Malte introduced the Mayku Multiplier and its pressure molding technology to the R&D and engineering departments. By adopting desktop pressure molding technology, Oertli demonstrated that in-house agile prototyping can significantly improve efficiency and output quality.
(Related article: [Thermoforming Applications] Vacuum Forming VS Pressure Forming: What's the Difference? We'll Tell You All About It! ) 
Oertli's R&D facility boasts a wide range of manufacturing technologies, including resin 3D printing, FDM 3D printing, and other prototyping equipment. Leveraging these expanding technologies, the company gains a competitive edge by designing, testing, and iterating at a faster pace every day.
From setbacks to innovation
Despite Oertli's significant investments in sustainability, innovation, and equipment improvements, hardware development still faces several challenges. Until recently, medical device packaging remained one of these challenges.
Medical packaging prototype made using a Mayku Mutiplier compression forming machine (Source: Oertli)
Within Oertli, the typical packaging prototyping process is very slow, requiring outsourcing of prototyping to the final thermoforming packaging supplier. Each design iteration takes 3 weeks, and each packaging component requires 2-6 design iterations.
The R&D team will design the packaging and use FDM 3D printing technology to create a limited visual prototype. This prototype will not be functional because the recessed areas under the packaging used to hold the components are not flexible enough to reduce the wall thickness, making it impossible for any 3D printing technology to print a functional prototype.
Once approved by the product management team, the design is sent to the packaging supplier, who will create a prototype in about three weeks. The functional prototype is then shipped back for testing by the customer, and feedback is collected. This process is repeated until the perfect design is found.
Introducing intelligent methods into manufacturing
This design iteration process was inefficient, so when Malte was in charge of prototyping medical packaging, he put his SCRUM Master skills to use to find a technology that could make prototyping faster. While searching for desktop but powerful thermoforming machines on Google, he discovered Multiplier, quickly saw its potential within Oertli, and purchased it.
Mayku Multiplier at Autolink's R&D facility (Source: Autolink)

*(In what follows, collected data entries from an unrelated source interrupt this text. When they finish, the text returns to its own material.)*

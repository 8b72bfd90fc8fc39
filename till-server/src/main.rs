use std::sync::Arc;

use till_server::{EngineConfig, MemoryCatalog, MemoryDirectory, StagingEngine};
use tokio_util::sync::CancellationToken;

#[tokio::main]
async fn main() -> Result<(), Box<dyn std::error::Error>> {
    till_server::init_logger_with_file(
        std::env::var("LOG_LEVEL").ok().as_deref(),
        std::env::var("LOG_DIR").ok().as_deref(),
    );

    tracing::info!("Till server starting...");

    let config = EngineConfig::from_env();
    std::fs::create_dir_all(&config.work_dir)?;

    // Standalone shell: in-memory collaborators until a transport binds
    // real catalog/directory backends to the engine.
    let catalog = Arc::new(MemoryCatalog::new());
    let directory = Arc::new(MemoryDirectory::new());

    let engine = Arc::new(StagingEngine::new(config, catalog, directory)?);
    engine.initialize().await?;

    let cancel = CancellationToken::new();
    let sweeper = till_server::sweeper::spawn(Arc::clone(&engine), cancel.clone());

    tokio::signal::ctrl_c().await?;
    tracing::info!("Shutdown signal received");
    cancel.cancel();
    sweeper.await?;

    Ok(())
}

Malte was able to easily integrate Multiplier into his existing prototyping workflow, retaining key, efficient steps and optimizing problematic ones. He still used Solidworks to design packaging prototypes. However, instead of using 3D printed visual prototypes for submission to the product management team and outsourcing to packaging suppliers, he used 3D printed thermoforming templates (related tutorial: [Pressure Molding] 12 Thermoforming Design Principles Every Beginner Should Know ). He then used Multiplier to create 3-10 high-fidelity prototypes and submitted them to the team and testers. All of this could be completed within a day.
"If product management proposes a small change in a meeting, it used to take three weeks to implement and schedule an update meeting. Now, the change can be made in one day, and a meeting can be scheduled for the next day, with everyone remembering the details of yesterday's meeting." - Malte Heuer - Development Engineer and Product Manager, Oertli Instrumente AG
Due to the requirements of high-fidelity prototyping, Malte decided to use a pressure forming machine like the Mayku Multiplier . The evaluation design required tolerances of ±0.1 mm, a level of precision that other techniques, such as vacuum forming, could not achieve.

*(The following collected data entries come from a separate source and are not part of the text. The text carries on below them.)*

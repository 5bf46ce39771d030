//! Resource schema descriptors
//!
//! A [`ResourceSchema`] describes one resource kind: its type token, the
//! fields it accepts, and which of those fields cannot be changed in place.
//! Provider stubs use it to decode requests and the change planner uses it to
//! find static replacement triggers. Schemas are registered by type token in a
//! [`SchemaRegistry`].

use crate::error::{LumiplugError, Result};
use crate::property::{PropertyKey, PropertyValue};
use crate::tokens::Type;
use std::collections::HashMap;
use std::sync::Arc;

/// Property that holds a resource's logical name unless a schema says otherwise
pub const DEFAULT_NAME_PROPERTY: &str = "name";

/// Kind of value a field accepts
#[derive(Debug, Clone, PartialEq)]
pub enum FieldKind {
    Any,
    String,
    Number,
    Bool,
    /// Identifier of another resource; references are accepted too
    Id,
    Array(Box<FieldKind>),
    Object,
}

impl FieldKind {
    pub fn array_of(kind: FieldKind) -> Self {
        FieldKind::Array(Box::new(kind))
    }

    /// Whether a value is acceptable for this kind
    ///
    /// Nulls are handled by the required/optional check, and unknowns are
    /// acceptable anywhere since they only become concrete later.
    pub fn accepts(&self, value: &PropertyValue) -> bool {
        match (self, value) {
            (_, PropertyValue::Null) | (_, PropertyValue::Unknown) => true,
            (FieldKind::Any, _) => true,
            (FieldKind::String, PropertyValue::String(_)) => true,
            (FieldKind::Number, PropertyValue::Number(_)) => true,
            (FieldKind::Bool, PropertyValue::Bool(_)) => true,
            (FieldKind::Id, PropertyValue::String(_)) => true,
            (FieldKind::Id, PropertyValue::Resource(_)) => true,
            (FieldKind::Array(element), PropertyValue::Array(items)) => {
                items.iter().all(|item| element.accepts(item))
            }
            (FieldKind::Object, PropertyValue::Object(_)) => true,
            _ => false,
        }
    }

    pub fn name(&self) -> String {
        match self {
            FieldKind::Any => "any".to_string(),
            FieldKind::String => "string".to_string(),
            FieldKind::Number => "number".to_string(),
            FieldKind::Bool => "bool".to_string(),
            FieldKind::Id => "resource id".to_string(),
            FieldKind::Array(element) => format!("array of {}", element.name()),
            FieldKind::Object => "object".to_string(),
        }
    }
}

/// One field of a resource schema
#[derive(Debug, Clone, PartialEq)]
pub struct FieldSchema {
    pub name: PropertyKey,
    pub kind: FieldKind,
    pub required: bool,
}

impl FieldSchema {
    pub fn required(name: impl Into<PropertyKey>, kind: FieldKind) -> Self {
        Self {
            name: name.into(),
            kind,
            required: true,
        }
    }

    pub fn optional(name: impl Into<PropertyKey>, kind: FieldKind) -> Self {
        Self {
            name: name.into(),
            kind,
            required: false,
        }
    }
}

/// Descriptor for one resource kind
#[derive(Debug, Clone, PartialEq)]
pub struct ResourceSchema {
    pub token: Type,
    pub fields: Vec<FieldSchema>,
    /// Fields whose change forces destroy-and-recreate, in declaration order
    pub replaces: Vec<PropertyKey>,
    pub name_property: PropertyKey,
}

impl ResourceSchema {
    pub fn builder(token: Type) -> ResourceSchemaBuilder {
        ResourceSchemaBuilder::new(token)
    }

    pub fn field(&self, name: &str) -> Option<&FieldSchema> {
        self.fields.iter().find(|f| f.name == name)
    }

    pub fn is_replace_trigger(&self, key: &str) -> bool {
        self.replaces.iter().any(|k| k == key)
    }
}

/// Fluent builder for [`ResourceSchema`]
pub struct ResourceSchemaBuilder {
    token: Type,
    fields: Vec<FieldSchema>,
    replaces: Vec<PropertyKey>,
    name_property: PropertyKey,
}

impl ResourceSchemaBuilder {
    pub fn new(token: Type) -> Self {
        Self {
            token,
            fields: Vec::new(),
            replaces: Vec::new(),
            name_property: DEFAULT_NAME_PROPERTY.to_string(),
        }
    }

    pub fn required(mut self, name: &str, kind: FieldKind) -> Self {
        self.fields.push(FieldSchema::required(name, kind));
        self
    }

    pub fn optional(mut self, name: &str, kind: FieldKind) -> Self {
        self.fields.push(FieldSchema::optional(name, kind));
        self
    }

    /// Required field that also forces replacement when it changes
    pub fn required_replace(self, name: &str, kind: FieldKind) -> Self {
        self.required(name, kind).replaces(name)
    }

    /// Optional field that also forces replacement when it changes
    pub fn optional_replace(self, name: &str, kind: FieldKind) -> Self {
        self.optional(name, kind).replaces(name)
    }

    pub fn replaces(mut self, name: &str) -> Self {
        if !self.replaces.iter().any(|k| k == name) {
            self.replaces.push(name.to_string());
        }
        self
    }

    pub fn name_property(mut self, name: &str) -> Self {
        self.name_property = name.to_string();
        self
    }

    pub fn build(self) -> ResourceSchema {
        ResourceSchema {
            token: self.token,
            fields: self.fields,
            replaces: self.replaces,
            name_property: self.name_property,
        }
    }
}

/// Schemas keyed by type token
#[derive(Debug, Clone, Default)]
pub struct SchemaRegistry {
    schemas: HashMap<Type, Arc<ResourceSchema>>,
}

impl SchemaRegistry {
    pub fn new() -> Self {
        Self::default()
    }

    /// Adds a schema; registering the same token twice is an error
    pub fn register(&mut self, schema: ResourceSchema) -> Result<()> {
        if self.schemas.contains_key(&schema.token) {
            return Err(LumiplugError::Schema(format!(
                "type '{}' is already registered",
                schema.token
            )));
        }
        self.schemas.insert(schema.token.clone(), Arc::new(schema));
        Ok(())
    }

    pub fn get(&self, ty: &Type) -> Option<Arc<ResourceSchema>> {
        self.schemas.get(ty).cloned()
    }

    pub fn len(&self) -> usize {
        self.schemas.len()
    }

    pub fn is_empty(&self) -> bool {
        self.schemas.is_empty()
    }

    pub fn types(&self) -> impl Iterator<Item = &Type> {
        self.schemas.keys()
    }
}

Return on investment for internal pressure forming
By introducing high-fidelity prototyping in-house, Oertli has been able to remain innovative and agile. They can respond to engineering needs and team feedback almost instantly, without any of the waste or inefficiency typically faced by hardware manufacturers when prototyping.
"The rapid cycle times that started with software have now extended to the entire mechanical division." - Malte Heuer, Development Engineer and Product Manager, Oertli Instrumente AG
By using a multiplier, Oertli reduced its design iteration cycle from three weeks to one day. They also reduced prototyping costs by over 90% while still producing high-fidelity prototypes. They can now prototype in-house, giving them complete control over the entire process.
Integrating the Multiplier into existing workflows proved remarkably easy, and Malte shared the technology with other teams. He recognized the positive impact the high quality and rapid production offered by the technology would have on the entire company.